La prima è che si sta materializzando una sorta di spiazzamento. Sembra proprio che la permanenza dei più anziani al lavoro stia di fatto tagliando fuori i più giovani. E allora non escludo che, sulla scorta di questa evidenza, qualcuno nei prossimi mesi tornerà a chiedere la revisione della legge Fornero e l'allentamento dei requisiti per il pensionamento. Anzi, ad essere precisi qualcuno lo ha già fatto: il presidente dell'INPS Tito Boeri. Insomma, presto potrebbe riaffacciarsi il miraggio della mitica staffetta generazionale: “mandare prima in pensione gli anziani per fare posto ai giovani”. Un grande cavallo di battaglia per i populismi di tutte le sponde. Ma sarebbe l'ennesimo autoinganno. Il problema non è la legge Fornero, bensì, come abbiamo visto, la crescita che manca.
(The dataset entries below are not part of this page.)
//! In-memory trace recorder.
//!
//! Collects every entry of a run so a report renderer or a test can read
//! the full audit trail afterwards.

use std::sync::{PoisonError, RwLock};

use crate::ports::{TraceEntry, TraceObserver};

/// Trace observer that keeps entries in memory.
///
/// # Example
///
/// ```ignore
/// let recorder = Arc::new(InMemoryTraceRecorder::new());
/// let handler = RankCertainAlternativesHandler::new(
///     recorder.clone(),
///     AggregationParams::default(),
///     concordance_threshold,
/// );
/// handler.handle(command)?;
///
/// assert!(recorder.has_stage("selection"));
/// ```
#[derive(Default)]
pub struct InMemoryTraceRecorder {
    entries: RwLock<Vec<TraceEntry>>,
}

impl InMemoryTraceRecorder {
    /// Creates an empty recorder.
    pub fn new() -> Self {
        Self::default()
    }

    /// Returns all recorded entries in arrival order.
    pub fn entries(&self) -> Vec<TraceEntry> {
        self.entries
            .read()
            .unwrap_or_else(PoisonError::into_inner)
            .clone()
    }

    /// Returns entries of one stage.
    pub fn entries_for_stage(&self, stage: &str) -> Vec<TraceEntry> {
        self.entries()
            .into_iter()
            .filter(|e| e.stage == stage)
            .collect()
    }

    /// Checks if any entry of the stage was recorded.
    pub fn has_stage(&self, stage: &str) -> bool {
        self.entries
            .read()
            .unwrap_or_else(PoisonError::into_inner)
            .iter()
            .any(|e| e.stage == stage)
    }

    /// Returns the number of recorded entries.
    pub fn entry_count(&self) -> usize {
        self.entries
            .read()
            .unwrap_or_else(PoisonError::into_inner)
            .len()
    }

    /// Clears all recorded entries.
    pub fn clear(&self) {
        self.entries
            .write()
            .unwrap_or_else(PoisonError::into_inner)
            .clear();
    }
}

impl TraceObserver for InMemoryTraceRecorder {
    fn record(&self, entry: TraceEntry) {
        self.entries
            .write()
            .unwrap_or_else(PoisonError::into_inner)
            .push(entry);
    }
}

#[cfg(test)]
mod tests {
    use super::*;
    use crate::domain::foundation::RunId;
    use serde_json::json;

    fn entry(stage: &str, subject: &str) -> TraceEntry {
        TraceEntry::new(RunId::new(), stage, subject, json!({}))
    }

    #[test]
    fn records_entries_in_order() {
        let recorder = InMemoryTraceRecorder::new();
        recorder.record(entry("aggregation", "quality"));
        recorder.record(entry("selection", "pareto"));

        let entries = recorder.entries();
        assert_eq!(entries.len(), 2);
        assert_eq!(entries[0].subject, "quality");
        assert_eq!(entries[1].subject, "pareto");
    }

    #[test]
    fn filters_by_stage() {
        let recorder = InMemoryTraceRecorder::new();
        recorder.record(entry("selection", "pareto"));
        recorder.record(entry("selection", "equal"));
        recorder.record(entry("normalization", "matrix"));

        assert_eq!(recorder.entries_for_stage("selection").len(), 2);
        assert!(recorder.has_stage("normalization"));
        assert!(!recorder.has_stage("resolution"));
    }

    #[test]
    fn clear_removes_everything() {
        let recorder = InMemoryTraceRecorder::new();
        recorder.record(entry("selection", "pareto"));
        recorder.clear();
        assert_eq!(recorder.entry_count(), 0);
    }
}
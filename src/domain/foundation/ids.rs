//! Strongly-typed identifier value objects.

use serde::{Deserialize, Serialize};
use std::fmt;
use std::str::FromStr;
use uuid::Uuid;

/// Unique identifier for one analysis run; ties trace entries together.
#[derive(Debug, Clone, Copy, PartialEq, Eq, Hash, Serialize, Deserialize)]
#[serde(transparent)]
pub struct RunId(Uuid);

impl RunId {
    /// Creates a new random RunId.
    pub fn new() -> Self {
        Self(Uuid::new_v4())
    }

    /// Creates a RunId from an existing UUID.
    pub fn from_uuid(uuid: Uuid) -> Self {
        Self(uuid)
    }

    /// Returns the inner UUID.
    pub fn as_uuid(&self) -> &Uuid {
        &self.0
    }
}

impl Default for RunId {
    fn default() -> Self {
        Self::new()
    }
}

impl fmt::Display for RunId {
    fn fmt(&self, f: &mut fmt::Formatter<'_>) -> fmt::Result {
        write!(f, "{}", self.0)
    }
}

impl FromStr for RunId {
    type Err = uuid::Error;

    fn from_str(s: &str) -> Result<Self, Self::Err> {
        Ok(Self(Uuid::parse_str(s)?))
    }
}
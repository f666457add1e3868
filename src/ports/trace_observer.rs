//! TraceObserver port - Interface for receiving the audit trail of a run.
//!
//! Handlers emit one entry per pipeline stage and subject. Pure domain
//! computations never see this port; they return typed traces that the
//! handlers serialize into entries.

use serde::{Deserialize, Serialize};

use crate::domain::foundation::{RunId, Timestamp};

/// One audit record: which run, which stage, which criterion or principle.
#[derive(Debug, Clone, PartialEq, Serialize, Deserialize)]
pub struct TraceEntry {
    pub run_id: RunId,
    pub stage: String,
    pub subject: String,
    pub timestamp: Timestamp,
    /// Serialized typed trace of the stage.
    pub payload: serde_json::Value,
}

impl TraceEntry {
    /// Creates an entry stamped with the current time.
    pub fn new(
        run_id: RunId,
        stage: impl Into<String>,
        subject: impl Into<String>,
        payload: serde_json::Value,
    ) -> Self {
        Self {
            run_id,
            stage: stage.into(),
            subject: subject.into(),
            timestamp: Timestamp::now(),
            payload,
        }
    }
}

/// Port for receiving trace entries.
///
/// Implementations must not fail the run: recording is best-effort and
/// has no return value.
pub trait TraceObserver: Send + Sync {
    /// Record a single entry.
    fn record(&self, entry: TraceEntry);
}
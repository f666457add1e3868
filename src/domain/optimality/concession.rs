//! Absolute and relative concession principles.

use super::trace::SelectionTrace;
use crate::domain::foundation::numeric::{argmax_set, ensure_finite};
use crate::domain::foundation::{DecisionMatrix, NumericError};

/// Weighted sum per alternative.
pub fn weighted_sums(matrix: &DecisionMatrix, weights: &[f64]) -> Vec<f64> {
    (0..matrix.alternative_count())
        .map(|alt| {
            matrix
                .rows()
                .iter()
                .zip(weights)
                .map(|(row, w)| row[alt] * w)
                .sum()
        })
        .collect()
}

/// Weighted product `prod(value^weight)` per alternative.
///
/// # Errors
/// - `NumericError::NonFinite` when a product is NaN or infinite, e.g. a
///   negative value raised to a fractional weight
pub fn weighted_products(matrix: &DecisionMatrix, weights: &[f64]) -> Result<Vec<f64>, NumericError> {
    let products: Vec<f64> = (0..matrix.alternative_count())
        .map(|alt| {
            matrix
                .rows()
                .iter()
                .zip(weights)
                .map(|(row, w)| row[alt].powf(*w))
                .product()
        })
        .collect();
    ensure_finite(&products, "relative concession")?;
    Ok(products)
}

/// Argmax of the weighted sum.
pub fn select_absolute(matrix: &DecisionMatrix, weights: &[f64]) -> (Vec<usize>, SelectionTrace) {
    let scores = weighted_sums(matrix, weights);
    (argmax_set(&scores), SelectionTrace::Concession { scores })
}

/// Argmax of the weighted product.
///
/// A negative value under a fractional weight has no real power, so the
/// product is NaN. Hermeyer resolution and negation produce such rows as a
/// matter of course. Callers treat the resulting `NumericError::NonFinite` as
/// "this principle does not apply to this matrix"; the consensus records it as
/// an inapplicable verdict.
///
/// # Errors
/// - `NumericError::NonFinite` when any product is NaN or infinite
pub fn select_relative(
    matrix: &DecisionMatrix,
    weights: &[f64],
) -> Result<(Vec<usize>, SelectionTrace), NumericError> {
    let scores = weighted_products(matrix, weights)?;
    Ok((argmax_set(&scores), SelectionTrace::Concession { scores }))
}
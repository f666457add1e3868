//! Error types for the analysis core.
//!
//! Three families mirror how a task can fail:
//! - `ConfigurationError` - the caller asked for something that does not exist
//!   or is not legal in the current context
//! - `ValidationError` - the input tables are malformed
//! - `NumericError` - a computation degenerated past every fallback
//!
//! `AnalysisError` unifies them and carries stage context for reporting.

use std::fmt;
use thiserror::Error;

/// Errors raised while constructing or checking input values.
#[derive(Debug, Clone, PartialEq, Error)]
pub enum ValidationError {
    #[error("Field '{field}' cannot be empty")]
    EmptyField { field: String },

    #[error("Duplicate {kind} name '{name}'")]
    DuplicateName { kind: String, name: String },

    #[error("Field '{field}' expected {expected} entries, got {actual}")]
    DimensionMismatch {
        field: String,
        expected: usize,
        actual: usize,
    },

    #[error("Field '{field}' has a non-finite value at ({row}, {column})")]
    NonFinite {
        field: String,
        row: usize,
        column: usize,
    },

    #[error("Probabilities must sum to 1, got {sum}")]
    ProbabilitiesDoNotSumToOne { sum: f64 },

    #[error("Probability for state '{state}' is negative: {value}")]
    NegativeProbability { state: String, value: f64 },

    #[error("Deviation table is not symmetric at ('{row}', '{column}')")]
    AsymmetricDeviationTable { row: String, column: String },

    #[error("Unknown {kind} '{name}'")]
    UnknownName { kind: String, name: String },

    #[error("Field '{field}' must be between {min} and {max}, got {actual}")]
    OutOfRange {
        field: String,
        min: f64,
        max: f64,
        actual: f64,
    },

    #[error("Triangular number requires start <= peak <= end, got ({start}, {peak}, {end})")]
    UnorderedTriangle { start: f64, peak: f64, end: f64 },
}

impl ValidationError {
    /// Creates an empty field validation error.
    pub fn empty_field(field: impl Into<String>) -> Self {
        ValidationError::EmptyField { field: field.into() }
    }

    /// Creates a duplicate name validation error.
    pub fn duplicate_name(kind: impl Into<String>, name: impl Into<String>) -> Self {
        ValidationError::DuplicateName {
            kind: kind.into(),
            name: name.into(),
        }
    }

    /// Creates a dimension mismatch validation error.
    pub fn dimension_mismatch(field: impl Into<String>, expected: usize, actual: usize) -> Self {
        ValidationError::DimensionMismatch {
            field: field.into(),
            expected,
            actual,
        }
    }

    /// Creates a non-finite value validation error.
    pub fn non_finite(field: impl Into<String>, row: usize, column: usize) -> Self {
        ValidationError::NonFinite {
            field: field.into(),
            row,
            column,
        }
    }

    /// Creates an unknown name validation error.
    pub fn unknown_name(kind: impl Into<String>, name: impl Into<String>) -> Self {
        ValidationError::UnknownName {
            kind: kind.into(),
            name: name.into(),
        }
    }

    /// Creates an out of range validation error.
    pub fn out_of_range(field: impl Into<String>, min: f64, max: f64, actual: f64) -> Self {
        ValidationError::OutOfRange {
            field: field.into(),
            min,
            max,
            actual,
        }
    }
}

/// Errors raised when a requested method, principle or regime cannot be used.
#[derive(Debug, Clone, PartialEq, Error)]
pub enum ConfigurationError {
    #[error("Unknown {kind} '{name}'")]
    UnknownIdentifier { kind: String, name: String },

    #[error("Method '{method}' is not available under the '{regime}' regime")]
    MethodNotAllowed { method: String, regime: String },

    #[error("Main-criterion principle is inapplicable: criteria {tied:?} share the maximum weight")]
    MainCriterionInapplicable { tied: Vec<String> },

    #[error("Method '{method}' requires parameter '{parameter}'")]
    MissingParameter { method: String, parameter: String },

    #[error("Principle '{principle}' cannot be used in constrained mode")]
    UnsupportedConstrainedPrinciple { principle: String },

    #[error("Generalized ranking needs concordance above {threshold}, got {concordance}")]
    InsufficientConcordance { concordance: f64, threshold: f64 },
}

impl ConfigurationError {
    /// Creates an unknown identifier error.
    pub fn unknown(kind: impl Into<String>, name: impl Into<String>) -> Self {
        ConfigurationError::UnknownIdentifier {
            kind: kind.into(),
            name: name.into(),
        }
    }

    /// Creates a missing parameter error.
    pub fn missing_parameter(method: impl Into<String>, parameter: impl Into<String>) -> Self {
        ConfigurationError::MissingParameter {
            method: method.into(),
            parameter: parameter.into(),
        }
    }
}

/// Errors raised when a computation degenerates past its fallbacks.
#[derive(Debug, Clone, PartialEq, Error)]
pub enum NumericError {
    #[error("Division by zero in {operation}")]
    ZeroDivision { operation: String },

    #[error("Non-finite result in {operation}")]
    NonFinite { operation: String },

    #[error("Quadrature did not reach tolerance {tolerance} within depth {max_depth}")]
    QuadratureDidNotConverge { tolerance: f64, max_depth: u32 },

    #[error("Root finder failed in {operation}: {reason}")]
    RootNotFound { operation: String, reason: String },
}

impl NumericError {
    /// Creates a zero division error.
    pub fn zero_division(operation: impl Into<String>) -> Self {
        NumericError::ZeroDivision {
            operation: operation.into(),
        }
    }

    /// Creates a non-finite result error.
    pub fn non_finite(operation: impl Into<String>) -> Self {
        NumericError::NonFinite {
            operation: operation.into(),
        }
    }
}

/// Error codes organized by category.
#[derive(Debug, Clone, Copy, PartialEq, Eq, Hash)]
pub enum ErrorCode {
    ConfigurationError,
    ValidationError,
    NumericError,
}

impl fmt::Display for ErrorCode {
    fn fmt(&self, f: &mut fmt::Formatter<'_>) -> fmt::Result {
        let s = match self {
            ErrorCode::ConfigurationError => "CONFIGURATION_ERROR",
            ErrorCode::ValidationError => "VALIDATION_ERROR",
            ErrorCode::NumericError => "NUMERIC_ERROR",
        };
        write!(f, "{}", s)
    }
}

/// Unified error for every analysis operation.
#[derive(Debug, Clone, PartialEq, Error)]
pub enum AnalysisError {
    #[error(transparent)]
    Configuration(#[from] ConfigurationError),

    #[error(transparent)]
    Validation(#[from] ValidationError),

    #[error(transparent)]
    Numeric(#[from] NumericError),

    #[error("[{stage}] {subject}: {source}")]
    Stage {
        stage: String,
        subject: String,
        #[source]
        source: Box<AnalysisError>,
    },
}

impl AnalysisError {
    /// Returns the category code, looking through stage context.
    pub fn code(&self) -> ErrorCode {
        match self {
            AnalysisError::Configuration(_) => ErrorCode::ConfigurationError,
            AnalysisError::Validation(_) => ErrorCode::ValidationError,
            AnalysisError::Numeric(_) => ErrorCode::NumericError,
            AnalysisError::Stage { source, .. } => source.code(),
        }
    }

    /// Attaches the pipeline stage and subject (criterion, principle) to the error.
    pub fn in_stage(self, stage: impl Into<String>, subject: impl Into<String>) -> Self {
        AnalysisError::Stage {
            stage: stage.into(),
            subject: subject.into(),
            source: Box::new(self),
        }
    }

    /// Returns the innermost error without stage context.
    pub fn root(&self) -> &AnalysisError {
        match self {
            AnalysisError::Stage { source, .. } => source.root(),
            other => other,
        }
    }
}
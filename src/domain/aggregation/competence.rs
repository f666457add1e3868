//! Competence fixed points - iterative expert weighting.
//!
//! Both iterations start from uniform weights and recompute the consensus row
//! from the current weights on every step. They stop once no weight moves by
//! more than the convergence epsilon, or when the iteration ceiling is reached
//! (reported through `CompetenceTrace::converged`).

use serde::{Deserialize, Serialize};
use tracing::{debug, warn};

use super::method::{EvlanovKutuzovParams, RykovMode, RykovParams};
use super::panel::ExpertPanel;
use crate::domain::foundation::numeric::ensure_finite;
use crate::domain::foundation::{AnalysisError, NumericError, ValidationError};

/// Weight history of one fixed-point run.
#[derive(Debug, Clone, PartialEq, Serialize, Deserialize)]
pub struct CompetenceTrace {
    /// Weight vector at the start of every iteration, followed by the final vector.
    pub history: Vec<Vec<f64>>,
    pub iterations: usize,
    pub converged: bool,
}

impl CompetenceTrace {
    /// Final competence weights.
    pub fn final_weights(&self) -> &[f64] {
        self.history.last().map(Vec::as_slice).unwrap_or(&[])
    }
}

/// Runs the Evlanov-Kutuzov iteration.
///
/// `K_e <- sum_alt(x_alt * raw_e,alt) / lambda` where `x` is the current
/// weighted consensus and `lambda = sum_e sum_alt(x_alt * raw_e,alt)`.
///
/// # Errors
/// - `ValidationError::OutOfRange` for a non-positive epsilon
///
/// A vanishing lambda (an all-zero panel) leaves the current weights in
/// place and ends the run as converged.
pub fn evlanov_kutuzov(
    panel: &ExpertPanel,
    params: &EvlanovKutuzovParams,
) -> Result<CompetenceTrace, AnalysisError> {
    require_positive("evlanov_kutuzov.epsilon", params.epsilon)?;

    run_fixed_point(
        panel,
        "evlanov-kutuzov",
        params.epsilon,
        params.max_iterations,
        |weights| {
            let consensus = panel.weighted_row(weights);
            let support: Vec<f64> = panel
                .scores()
                .iter()
                .map(|row| row.iter().zip(&consensus).map(|(raw, x)| raw * x).sum())
                .collect();
            let lambda: f64 = support.iter().sum();
            if lambda == 0.0 {
                debug!(criterion = panel.criterion(), "zero support, keeping current weights");
                return Ok(weights.to_vec());
            }
            Ok(support.into_iter().map(|s| s / lambda).collect())
        },
    )
}

/// Runs Rykov's iteration.
///
/// `delta_e = 1 / (||x - raw_e||_p + epsilon)`, then `K_e * delta_e` or
/// `K_e + delta_e` depending on the mode, renormalized to sum 1.
///
/// # Errors
/// - `ValidationError::OutOfRange` for `p < 1` or non-positive epsilons
/// - `NumericError::ZeroDivision` if the updated weights sum to zero
pub fn rykov(panel: &ExpertPanel, params: &RykovParams) -> Result<CompetenceTrace, AnalysisError> {
    if params.p < 1.0 || !params.p.is_finite() {
        return Err(ValidationError::out_of_range("rykov.p", 1.0, f64::INFINITY, params.p).into());
    }
    require_positive("rykov.epsilon", params.epsilon)?;
    require_positive("rykov.convergence_epsilon", params.convergence_epsilon)?;

    run_fixed_point(
        panel,
        "rykov",
        params.convergence_epsilon,
        params.max_iterations,
        |weights| {
            let consensus = panel.weighted_row(weights);
            let updated: Vec<f64> = panel
                .scores()
                .iter()
                .zip(weights)
                .map(|(row, weight)| {
                    let distance = row
                        .iter()
                        .zip(&consensus)
                        .map(|(raw, x)| (x - raw).abs().powf(params.p))
                        .sum::<f64>()
                        .powf(1.0 / params.p);
                    let delta = 1.0 / (distance + params.epsilon);
                    match params.mode {
                        RykovMode::Multiplicative => weight * delta,
                        RykovMode::Additive => weight + delta,
                    }
                })
                .collect();
            let total: f64 = updated.iter().sum();
            if total == 0.0 {
                return Err(NumericError::zero_division("rykov renormalization").into());
            }
            Ok(updated.into_iter().map(|w| w / total).collect())
        },
    )
}

fn run_fixed_point<F>(
    panel: &ExpertPanel,
    method: &str,
    epsilon: f64,
    max_iterations: usize,
    mut step: F,
) -> Result<CompetenceTrace, AnalysisError>
where
    F: FnMut(&[f64]) -> Result<Vec<f64>, AnalysisError>,
{
    let n = panel.expert_count();
    let mut weights = vec![1.0 / n as f64; n];
    let mut history = Vec::new();
    let mut iterations = 0;
    let mut converged = false;

    while iterations < max_iterations {
        history.push(weights.clone());
        let next = step(&weights)?;
        ensure_finite(&next, method)?;
        iterations += 1;

        let max_delta = weights
            .iter()
            .zip(&next)
            .map(|(old, new)| (old - new).abs())
            .fold(0.0, f64::max);
        weights = next;

        if max_delta < epsilon {
            converged = true;
            break;
        }
    }
    history.push(weights);

    if converged {
        debug!(criterion = panel.criterion(), method, iterations, "competence weights converged");
    } else {
        warn!(
            criterion = panel.criterion(),
            method,
            max_iterations,
            "competence weights did not converge within the iteration ceiling"
        );
    }

    Ok(CompetenceTrace {
        history,
        iterations,
        converged,
    })
}

fn require_positive(field: &str, value: f64) -> Result<(), ValidationError> {
    if value > 0.0 && value.is_finite() {
        Ok(())
    } else {
        Err(ValidationError::out_of_range(field, 0.0, f64::INFINITY, value))
    }
}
La seconda considerazione, invece, riguarda i possibili effetti negativi dell'invecchiamento tendenziale degli occupati sulla produttività del lavoro, che è già un punto dolente della nostra economia. La produttività di un lavoratore non è certo indipendente dall'età. In molti studi si legge che un individuo dà il meglio di sé in una fase della propria vita collocata tra i 40 e i 50 anni di età. Questo, ovviamente, anche in funzione del grado di istruzione. Per la forza lavoro meno scolarizzata l'età di “massima resa” tende ad abbassarsi. E i numeri dell'Italia non sono favorevoli in questo senso. Da noi solo circa il 15 per cento della forza lavoro ha una istruzione terziaria, a fronte del 25 per cento nella media UE e del 27 per cento nella media OECD.

A parte queste considerazioni, tornando alla relazione tra disoccupazione e crescita, se le cose stanno così non c'è molto spazio per i trionfalismi sul mercato del lavoro in Italia. Perché le prospettive di crescita non sono propriamente allettanti e non c'è da aspettarsi che le politiche del governo producano grandi cambiamenti. Forse non siamo alla fine di una fase di recessione. Probabilmente siamo dentro una depressione economica, e a breve non si vedono grandi mutamenti di scenario.